# Few Random Cool Photos..



## BlueEyedMum (Nov 26, 2009)

I found these leaves...never saw them before and thought they were cool.









This reminds me the old TV show Highway To Heaven with Michael Landon.









Can you see me??


----------



## Monique (Jul 31, 2010)

Great pics!

The clouds are very HtH! I really like the sunglasses shot too.

Nice work!


----------



## Dawn McCullough White (Feb 24, 2010)

Beautiful shots!!

Dawn


----------



## 911jason (Aug 17, 2009)

I've enjoyed many of the photos you've posted in the past, but these really show off your skill.

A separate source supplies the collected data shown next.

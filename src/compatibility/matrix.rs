//! Pairwise compatibility cache over the occurrences of one run.

use super::{CompatibilityOracle, Occurrence};

/// Symmetric adjacency matrix: `compatible(i, j)` for occurrence indices.
///
/// Built once per generation run so bucket checks cost one lookup per
/// member instead of a full rule-table evaluation.
#[derive(Debug, Clone)]
pub struct CompatibilityMatrix {
    n: usize,
    cells: Vec<bool>,
}

impl CompatibilityMatrix {
    /// Evaluates every pair of `occurrences` with `oracle`.
    pub fn build(oracle: &CompatibilityOracle, occurrences: &[Occurrence<'_>]) -> Self {
        let n = occurrences.len();
        let mut cells = vec![false; n * n];
        for i in 0..n {
            for j in (i + 1)..n {
                let ok = oracle.allows(&occurrences[i], &occurrences[j]);
                cells[i * n + j] = ok;
                cells[j * n + i] = ok;
            }
        }
        Self { n, cells }
    }

    /// Number of occurrences covered.
    pub fn len(&self) -> usize {
        self.n
    }

    pub fn is_empty(&self) -> bool {
        self.n == 0
    }

    /// Whether occurrences `i` and `j` may share a visit. Out of range is `false`.
    #[inline]
    pub fn compatible(&self, i: usize, j: usize) -> bool {
        i < self.n && j < self.n && self.cells[i * self.n + j]
    }

    /// Whether `candidate` is compatible with every listed member.
    pub fn compatible_with_all(&self, candidate: usize, members: &[usize]) -> bool {
        members.iter().all(|&m| self.compatible(candidate, m))
    }

    /// Whether every pair within `group` is compatible.
    pub fn is_clique(&self, group: &[usize]) -> bool {
        group
            .iter()
            .enumerate()
            .all(|(k, &i)| group[k + 1..].iter().all(|&j| self.compatible(i, j)))
    }
}
//! Weekly visit selection under capacity.
//!
//! # Algorithm
//!
//! 1. Keep visits whose window touches the week (`from <= Fri`, `to >= Mon`).
//! 2. Build an eight-bit priority weight, most significant first:
//!
//!    | Bit | Flag |
//!    |-----|------|
//!    | 7 | `priority` set |
//!    | 6 | window ends within 14 days of Monday |
//!    | 5 | first species' family priority <= 3 |
//!    | 4 | first function is an SMP function |
//!    | 3 | a flight-route or foraging-area function |
//!    | 2 | hub |
//!    | 1 | sleutel |
//!    | 0 | fiets, dvp or wbc |
//!
//! 3. Stable-sort by weight, highest first, so visits sharing their top
//!    flag are ordered by the lower ones.
//! 4. Accept in that order while the [`CapacityLedger`] allows.
//!
//! Equal weights keep the caller's order.

use std::cmp::Reverse;

use chrono::Duration;
use serde::{Deserialize, Serialize};

use super::capacity::{CapacityLedger, RemainingCapacity};
use super::week::Week;
use super::SkipReason;
use crate::config::SpareCapacity;
use crate::models::{PartOfDay, Researcher, Visit, VisitId};

/// Days after Monday within which an ending window is urgent.
pub const URGENT_WITHIN_DAYS: i64 = 14;

/// Family priority at or below which a visit is planned early.
pub const HIGH_FAMILY_PRIORITY: i32 = 3;

/// Whether `visit` can be done in `week` at all.
pub fn is_eligible(visit: &Visit, week: &Week) -> bool {
    visit.from_date <= week.friday() && visit.to_date >= week.monday()
}

/// Priority weight of `visit` in `week`; higher is planned first.
pub fn priority_weight(visit: &Visit, week: &Week) -> u8 {
    let r = &visit.requirements;
    [
        visit.priority,
        visit.to_date <= week.monday() + Duration::days(URGENT_WITHIN_DAYS),
        visit
            .family_priority()
            .is_some_and(|p| p <= HIGH_FAMILY_PRIORITY),
        visit.is_smp(),
        visit.has_route_or_foraging_function(),
        r.hub,
        r.sleutel,
        visit.needs_transport_or_certificate(),
    ]
    .into_iter()
    .fold(0, |weight, flag| (weight << 1) | u8::from(flag))
}

/// Priority tier of `visit`: position of its most significant flag
/// (0 = `priority`, 8 = no flag set).
pub fn priority_tier(visit: &Visit, week: &Week) -> u8 {
    priority_weight(visit, week).leading_zeros() as u8
}

/// Indices of eligible visits in selection order.
pub fn selection_order(visits: &[Visit], week: &Week) -> Vec<usize> {
    let mut order: Vec<usize> = (0..visits.len())
        .filter(|&i| is_eligible(&visits[i], week))
        .collect();
    order.sort_by_key(|&i| Reverse(priority_weight(&visits[i], week)));
    order
}

/// A visit accepted for the week.
#[derive(Debug, Clone, PartialEq, Eq, Serialize, Deserialize)]
pub struct SelectedVisit {
    /// Position in the input slice.
    pub index: usize,
    pub visit_id: Option<VisitId>,
    pub part_of_day: PartOfDay,
    pub tier: u8,
}

/// A visit left out of the week.
#[derive(Debug, Clone, PartialEq, Eq, Serialize, Deserialize)]
pub struct SkippedVisit {
    /// Position in the input slice.
    pub index: usize,
    pub visit_id: Option<VisitId>,
    pub reason: SkipReason,
}

/// Result of visit selection.
#[derive(Debug, Clone, Default, PartialEq, Eq, Serialize, Deserialize)]
pub struct WeekSelection {
    /// Accepted visits in priority order.
    pub selected: Vec<SelectedVisit>,
    /// Eligible visits that did not fit.
    pub skipped: Vec<SkippedVisit>,
    /// Capacity left after selection.
    pub remaining: RemainingCapacity,
}

impl WeekSelection {
    /// Input indices of the accepted visits.
    pub fn indices(&self) -> Vec<usize> {
        self.selected.iter().map(|s| s.index).collect()
    }
}

/// Selects the visits to staff in `week`.
pub fn select(
    week: &Week,
    visits: &[Visit],
    researchers: &[Researcher],
    spare: &SpareCapacity,
) -> WeekSelection {
    let mut ledger = CapacityLedger::new(*week, researchers, spare);
    let mut selection = WeekSelection::default();

    for index in selection_order(visits, week) {
        let visit = &visits[index];
        match ledger.reserve(visit) {
            Ok(part_of_day) => selection.selected.push(SelectedVisit {
                index,
                visit_id: visit.id,
                part_of_day,
                tier: priority_tier(visit, week),
            }),
            Err(reason) => selection.skipped.push(SkippedVisit {
                index,
                visit_id: visit.id,
                reason,
            }),
        }
    }

    selection.remaining = ledger.snapshot();
    selection
}
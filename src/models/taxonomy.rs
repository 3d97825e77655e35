//! Species, family and function references.
//!
//! Static catalog content owned by the host. The engines only read names,
//! abbreviations and family priorities from these records.

use serde::{Deserialize, Serialize};

/// Family identifier.
pub type FamilyId = u32;
/// Species identifier.
pub type SpeciesId = u32;
/// Function identifier.
pub type FunctionId = u32;

/// Default family priority (lower = more urgent).
pub const DEFAULT_FAMILY_PRIORITY: i32 = 5;

/// Taxonomic family (e.g. "Vleermuis", "Zwaluw").
#[derive(Debug, Clone, PartialEq, Eq, Serialize, Deserialize)]
pub struct Family {
    pub id: FamilyId,
    pub name: String,
    /// Planning priority; values <= 3 are planned first.
    pub priority: i32,
}

/// A species and its family.
#[derive(Debug, Clone, PartialEq, Eq, Serialize, Deserialize)]
pub struct Species {
    pub id: SpeciesId,
    pub name: String,
    /// Short code such as "GD" or "BoV".
    pub abbreviation: Option<String>,
    pub family: Family,
}

/// Survey function (purpose), e.g. "Kraamverblijfplaats".
#[derive(Debug, Clone, PartialEq, Eq, Hash, Serialize, Deserialize)]
pub struct Function {
    pub id: FunctionId,
    pub name: String,
}

impl Family {
    /// Creates a family with default priority.
    pub fn new(id: FamilyId, name: impl Into<String>) -> Self {
        Self {
            id,
            name: name.into(),
            priority: DEFAULT_FAMILY_PRIORITY,
        }
    }

    /// Sets the planning priority.
    pub fn with_priority(mut self, priority: i32) -> Self {
        self.priority = priority;
        self
    }

    /// Normalized lookup key, see [`normalize_family_name`].
    pub fn key(&self) -> String {
        normalize_family_name(&self.name)
    }
}

impl Species {
    /// Creates a species.
    pub fn new(id: SpeciesId, name: impl Into<String>, family: Family) -> Self {
        Self {
            id,
            name: name.into(),
            abbreviation: None,
            family,
        }
    }

    /// Sets the abbreviation.
    pub fn with_abbreviation(mut self, abbreviation: impl Into<String>) -> Self {
        self.abbreviation = Some(abbreviation.into());
        self
    }

    /// Abbreviation, falling back to the full name.
    pub fn short_name(&self) -> &str {
        self.abbreviation.as_deref().unwrap_or(&self.name)
    }
}

impl Function {
    /// Creates a function.
    pub fn new(id: FunctionId, name: impl Into<String>) -> Self {
        Self {
            id,
            name: name.into(),
        }
    }

    /// "SMP" (species management plan) functions.
    pub fn is_smp(&self) -> bool {
        self.name.trim_start().to_uppercase().starts_with("SMP")
    }
}

/// Collapses family name variants to one key.
///
/// Case-insensitive; "Vleermuizen" and "Vleermuis" both map to `vleermuis`,
/// any name containing "zwaluw" maps to `zwaluw`.
pub fn normalize_family_name(name: &str) -> String {
    let n = name.trim().to_lowercase();
    if n.contains("vleer") {
        "vleermuis".to_string()
    } else if n.contains("zwaluw") {
        "zwaluw".to_string()
    } else {
        n
    }
}

#[cfg(test)]
mod tests {
    use super::*;

    #[test]
    fn test_normalize_family_name() {
        assert_eq!(normalize_family_name("Vleermuizen"), "vleermuis");
        assert_eq!(normalize_family_name(" Vleermuis "), "vleermuis");
        assert_eq!(normalize_family_name("Zwaluwen"), "zwaluw");
        assert_eq!(normalize_family_name("Roofvogel"), "roofvogel");
        assert_eq!(normalize_family_name(""), "");
    }

    #[test]
    fn test_smp_function() {
        assert!(Function::new(1, "SMP Kraamverblijf").is_smp());
        assert!(Function::new(1, "  smp nest").is_smp());
        assert!(!Function::new(1, "Kraamverblijfplaats").is_smp());
    }

    #[test]
    fn test_species_short_name() {
        let fam = Family::new(1, "Vleermuis").with_priority(2);
        let sp = Species::new(10, "Gewone dwergvleermuis", fam.clone());
        assert_eq!(sp.short_name(), "Gewone dwergvleermuis");
        let sp = sp.with_abbreviation("GD");
        assert_eq!(sp.short_name(), "GD");
        assert_eq!(fam.priority, 2);
        assert_eq!(fam.key(), "vleermuis");
    }
}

You have a great eye! =)


----------



## BlueEyedMum (Nov 26, 2009)

Monique said:


> Great pics!
> 
> The clouds are very HtH! I really like the sunglasses shot too.
> 
> Nice work!


Thanks Monique....


----------



## BlueEyedMum (Nov 26, 2009)

Dawn McCullough White said:


> Beautiful shots!!
> 
> Dawn


Thanks Dawn...


----------



## BlueEyedMum (Nov 26, 2009)

911jason said:


> I've enjoyed many of the photos you've posted in the past, but these really show off your skill. You have a great eye! =)


Thanks Jason....I've been having a lot of fun with it. Living in another state sure does help.


----------